Accessible Space Flight

The disabled astronauts in front of a zero g plane

A crew of 14 disabled astronauts have completed a galactic mission on a zero-gravity flight 25,000ft above Earth. 

The space cadets, who have mobility, vision loss and hearing loss, experienced weightlessness undertaking a series of assignments to study how space vessels can be adapted to become more accessible.

Scientists, engineers and doctors from, all with various levels of disability, signed up for the project organised by AstroAccess on a Zero-G aircraft in Houston, Texas last Thursday, 15 December.

The multinational crew - from Australia, Brazil, Germany, Spain and the US - completed a round journey from Ellington Airport, adjacent to the Houston Spaceport and the NASA Johnson Space centre.

The groundbreaking flight comes just a few weeks after the European Space Agency (ESA) announced former Paralympian athlete, John McFall has signed up to the 2022 ESA Astronaut Class.

Reaching an altitude of 25,000ft, the AA2 flight performed 18 parabolic manoeuvres so the crew could complete various assignments in order to make space travel more accessible for future astronauts with disabilities.

One assignment involved attaching tactile graphics to cabin walls for crew with vision loss to assist them in emergencies finding essential objects in zero gravity in darkness.

Members of the Blind and Mobility Crew were able to sit independently in a launch seat and fasten their five-point seat harness, showing that disabled people can join suborbital space missions without being exposed to any additional danger.

Those forming the hard-of-hearing and blind crews used SonicCloud to improve onboard speech understanding systems. Using innovative sound personalization software they were able to control the audio to match their hearing levels on Sony headphones.

Crew members with hearing loss monitored American Sign Language (ASL) in zero gravity following similar assignments earlier this year on the Aurelia Institute Horizon flight and a scuba diving experiment at the University of Arizona's Biosphere 2 in Tucson, Arizona in November.
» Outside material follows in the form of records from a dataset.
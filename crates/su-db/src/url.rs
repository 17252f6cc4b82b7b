//! PostgreSQL connection URLs

use crate::error::{DbError, DbResult};
use url::Url;

const DEFAULT_PORT: u16 = 5432;
const DEFAULT_SSL_MODE: &str = "disable";

/// Parsed `postgres://` connection details
#[derive(Debug, Clone, PartialEq, Eq)]
pub struct DatabaseUrl {
    pub user: String,
    pub password: Option<String>,
    pub host: String,
    pub port: u16,
    pub database: String,
    pub ssl_mode: String,
}

impl DatabaseUrl {
    pub fn parse(raw: &str) -> DbResult<Self> {
        let url = Url::parse(raw).map_err(|e| DbError::InvalidUrl(e.to_string()))?;

        if url.scheme() != "postgres" && url.scheme() != "postgresql" {
            return Err(DbError::InvalidUrl(format!(
                "expected postgres or postgresql scheme, got '{}'",
                url.scheme()
            )));
        }

        let database = url.path().trim_start_matches('/').to_string();
        if database.is_empty() {
            return Err(DbError::InvalidUrl("missing database name".to_string()));
        }

        let ssl_mode = url
            .query_pairs()
            .find(|(k, _)| k == "sslmode")
            .map(|(_, v)| v.into_owned())
            .unwrap_or_else(|| DEFAULT_SSL_MODE.to_string());

        Ok(Self {
            user: decode(url.username()),
            password: url.password().map(decode),
            host: url.host_str().unwrap_or("localhost").to_string(),
            port: url.port().unwrap_or(DEFAULT_PORT),
            database: decode(&database),
            ssl_mode,
        })
    }

    /// URL for the `postgres` maintenance database as `admin_user`
    pub fn admin_url(&self, admin_user: &str) -> String {
        self.build(admin_user, "postgres")
    }

    fn build(&self, user: &str, database: &str) -> String {
        let mut url = Url::parse("postgres://localhost/").expect("static url parses");
        let _ = url.set_host(Some(&self.host));
        let _ = url.set_port(Some(self.port));
        let _ = url.set_username(user);
        url.set_path(database);
        url.query_pairs_mut().append_pair("sslmode", &self.ssl_mode);
        url.to_string()
    }
}

/// Add `sslmode=disable` when the URL does not specify one.
///
/// Some clients refuse to negotiate without an explicit mode where psql
/// falls back silently.
pub fn ensure_ssl_mode(raw: &str) -> String {
    let Ok(mut url) = Url::parse(raw) else {
        return raw.to_string();
    };
    if url.query_pairs().any(|(k, _)| k == "sslmode") {
        return raw.to_string();
    }
    url.query_pairs_mut().append_pair("sslmode", DEFAULT_SSL_MODE);
    url.to_string()
}

/// Replace the password in any connection URL found in `arg`.
pub fn redact(arg: &str) -> String {
    if !(arg.starts_with("postgres://") || arg.starts_with("postgresql://")) {
        return arg.to_string();
    }
    match Url::parse(arg) {
        Ok(mut url) if url.password().is_some() => {
            let _ = url.set_password(Some("***"));
            url.to_string()
        }
        _ => arg.to_string(),
    }
}

/// Name of the OS user, the usual superuser on local installs.
pub fn current_os_user() -> String {
    ["USER", "USERNAME"]
        .iter()
        .filter_map(|key| std::env::var(key).ok())
        .find(|name| !name.is_empty())
        .unwrap_or_else(|| "postgres".to_string())
}

fn decode(s: &str) -> String {
    percent_encoding::percent_decode_str(s)
        .decode_utf8_lossy()
        .into_owned()
}

#[cfg(test)]
#[path = "url_test.rs"]
mod tests;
Anna Voelker, executive director of AstroAccess, said: 'While there is still work to be done to make space accessible for everyone, the success of this historic parabolic flight and ESA's selection of John McFall show strong movement in the right direction.'

Matt Gohd, CEO of Zero-G Corporation said: 'From our time with Steven Hawking to our relationship with AstroAccess, Zero G believes that the only limits you have are the ones you place on yourself.

'We are honoured to share this amazing experience and the first steps to space with this extraordinary group of individuals. Space should be open to everyone.'

Arturo Machuca, Director of Houston Spaceport and Ellington Airport said: 'Inclusiveness and innovation go hand in hand.

'As a focal point for aerospace innovation, we stand proud with partners like AstroAccess, who strive to level the playing field for space exploration.'

One hour on earth is 0.0026 seconds in space.